An innovative training network, coordinated by Jérôme Noailly, principal investigator of the area of Biomechanics and Mechanobiology of the BCN MedTech research unit and VPHi member, aims to advance computational simulations integrated into translational medicine, applied to intervertebral disc degeneration.

Lumbar back pain is the largest cause of morbidity worldwide, but there is controversy as to its specific cause, which involves poor treatment options and prognoses. The degeneration of the intervertebral disc is the leading unique cause of back pain in middle-aged adults and, in general, among the active population; but the effect of the interactions among genetic, biochemical, mechanical, social and psychological factors, is not sufficiently known.

“Although there is a great deal of clinical and experimental evidence related to intervertebral disc degeneration, it has not yet been possible to integrate the degenerative processes and risk factors that come from these data on a holistic and rational map of interactions. Achieving this map would be a huge step forward for preventing and more sustainably treating chronic lumbar back pain, which affects the quality of life of many people. Hence, we need to create cross-cutting professional skills that current training programmes fail to address”, says the Disc4All project coordinator, Jérôme Noailly, principal investigator in the Biomechanics and Mechanobiology research area at BCN MedTech, within the UPF Department of Information and Communication Technologies (DTIC).

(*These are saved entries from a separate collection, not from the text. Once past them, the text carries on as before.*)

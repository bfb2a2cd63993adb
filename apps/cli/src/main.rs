use std::process::ExitCode;

fn main() -> ExitCode {
    acervus_cli::run()
}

Disc4All, is one of the ten selected projects in Catalonia as an Innovative Training Network (ITN) Marie Sklodowska-Curie, in the European Commission’s ITN MSC Actions call.

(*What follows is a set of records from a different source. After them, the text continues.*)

//! # Store Error Types
//!
//! Error types for inventory store operations.
//!
//! ## Error Flow
//! ```text
//! ┌─────────────────────────────────────────────────────────────────────────┐
//! │                    Error Propagation                                    │
//! │                                                                         │
//! │  ValidationError / CoreError (acervus-core)                            │
//! │       │                                                                 │
//! │       ▼                                                                 │
//! │  StoreError (this module) ← Adds persistence failures                  │
//! │       │                                                                 │
//! │       ▼                                                                 │
//! │  ErrorCode ← One of five kinds, shown by the CLI                       │
//! │                                                                         │
//! └─────────────────────────────────────────────────────────────────────────┘
//! ```
//!
//! No store error is fatal. The CLI displays it and keeps the session going.

use std::io;
use std::path::PathBuf;

use acervus_core::{CoreError, ValidationError};
use serde::Serialize;
use thiserror::Error;

/// Error returned by every [`crate::InventoryStore`] operation.
#[derive(Debug, Error)]
pub enum StoreError {
    /// Domain rule violated (not found, insufficient stock, invalid input).
    #[error(transparent)]
    Core(#[from] CoreError),

    /// A destination file could not be written.
    ///
    /// ## When This Occurs
    /// - Parent directory does not exist
    /// - File permissions issue
    /// - Disk full
    #[error("Failed to write {}: {source}", .path.display())]
    PersistenceWriteFailed {
        path: PathBuf,
        #[source]
        source: io::Error,
    },

    /// A file exists but could not be read.
    ///
    /// A missing file is not an error; it loads as an empty collection.
    #[error("Failed to read {}: {source}", .path.display())]
    PersistenceReadFailed {
        path: PathBuf,
        #[source]
        source: io::Error,
    },
}

/// Error kinds for display and machine-readable output.
#[derive(Debug, Clone, Copy, PartialEq, Eq, Serialize)]
#[serde(rename_all = "SCREAMING_SNAKE_CASE")]
pub enum ErrorCode {
    /// Non-numeric or out-of-range user-supplied value
    InvalidInput,

    /// No catalog entry matches the requested name
    NotFound,

    /// Sell quantity exceeds available stock
    InsufficientStock,

    /// Destination file cannot be written
    PersistenceWriteFailed,

    /// Existing file cannot be read
    PersistenceReadFailed,
}

impl ErrorCode {
    /// Stable upper-case name, same as the serialized form.
    pub fn as_str(&self) -> &'static str {
        match self {
            ErrorCode::InvalidInput => "INVALID_INPUT",
            ErrorCode::NotFound => "NOT_FOUND",
            ErrorCode::InsufficientStock => "INSUFFICIENT_STOCK",
            ErrorCode::PersistenceWriteFailed => "PERSISTENCE_WRITE_FAILED",
            ErrorCode::PersistenceReadFailed => "PERSISTENCE_READ_FAILED",
        }
    }
}

impl StoreError {
    /// Returns the kind of this error.
    pub fn code(&self) -> ErrorCode {
        match self {
            StoreError::Core(CoreError::ProductNotFound(_)) => ErrorCode::NotFound,
            StoreError::Core(CoreError::InsufficientStock { .. }) => ErrorCode::InsufficientStock,
            StoreError::Core(CoreError::Validation(_) | CoreError::Overflow { .. }) => {
                ErrorCode::InvalidInput
            }
            StoreError::PersistenceWriteFailed { .. } => ErrorCode::PersistenceWriteFailed,
            StoreError::PersistenceReadFailed { .. } => ErrorCode::PersistenceReadFailed,
        }
    }

    pub(crate) fn write_failed(path: impl Into<PathBuf>, source: io::Error) -> Self {
        StoreError::PersistenceWriteFailed {
            path: path.into(),
            source,
        }
    }

    pub(crate) fn read_failed(path: impl Into<PathBuf>, source: io::Error) -> Self {
        StoreError::PersistenceReadFailed {
            path: path.into(),
            source,
        }
    }
}

impl From<ValidationError> for StoreError {
    fn from(err: ValidationError) -> Self {
        StoreError::Core(CoreError::Validation(err))
    }
}

/// Result type for store operations.
pub type StoreResult<T> = Result<T, StoreError>;

#[cfg(test)]
mod tests {
    use super::*;

    #[test]
    fn test_error_codes() {
        let err: StoreError = CoreError::ProductNotFound("Rice".into()).into();
        assert_eq!(err.code(), ErrorCode::NotFound);
        assert_eq!(err.to_string(), "Product not found: Rice");

        let err: StoreError = ValidationError::MustBePositive {
            field: "quantity".into(),
        }
        .into();
        assert_eq!(err.code(), ErrorCode::InvalidInput);

        let err = StoreError::write_failed(
            "/nope/report.txt",
            io::Error::new(io::ErrorKind::NotFound, "no such directory"),
        );
        assert_eq!(err.code(), ErrorCode::PersistenceWriteFailed);
        assert_eq!(
            err.to_string(),
            "Failed to write /nope/report.txt: no such directory"
        );
    }

    #[test]
    fn test_error_code_serialization() {
        let json = serde_json::to_string(&ErrorCode::InsufficientStock).unwrap();
        assert_eq!(json, "\"INSUFFICIENT_STOCK\"");

        for code in [
            ErrorCode::InvalidInput,
            ErrorCode::NotFound,
            ErrorCode::InsufficientStock,
            ErrorCode::PersistenceWriteFailed,
            ErrorCode::PersistenceReadFailed,
        ] {
            let json = serde_json::to_string(&code).unwrap();
            assert_eq!(json, format!("\"{}\"", code.as_str()));
        }
    }
}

Disc4All aims to integrate available data and computational simulations on back pain caused by intervertebral disc degeneration with a multidisciplinary translational medicine approach. On the one hand, the unique population cohort data from Twins UK (King’s College London) and from the Northern Finland Birth Cohorts (University of Oulu) will be exploited to generate matching sets of molecular profiles and specific intervertebral disc phenotype. On the other hand, cell and organ culture laboratory experiments will be used to pinpoint the most likely relationships among molecular profiles and cell microenvironments. Computer simulations will integrate these population and experimental data, to predict the cell microenvironments through multiscale modelling, and to extract the causality between the emergence of specific molecular activity and specific intervertebral disc phenotypes.Finally, data mining and artificial intelligence techniques will generate interpretable correlation models between measurable clinical data and unmeasurable, but predicted, key regulators of cell and molecular activities. The final output shall be identification of rational patient-specific maps of concurring risk factors.

With a consortium of 11 beneficiaries, complemented by eight partner organizations, Disc4All aims to address this problem through the collaborative experience of physicians; physicists and computational biologists; geneticists; computer scientists; cell and molecular biologists; microbiologists; bioinformaticians; and industrial partners. Only at UPF, research will cover various topics such as data science and machine learning, medical image analysis and processing and computational biology and biomechanics, thanks to the joint supervision by Gemma PiellaMiguel Ángel González Ballester and Jérôme Noailly, all principal investigators of the BCN MedTech research unit. The project also addresses the importance of the role of the society in promoting new medical technologies.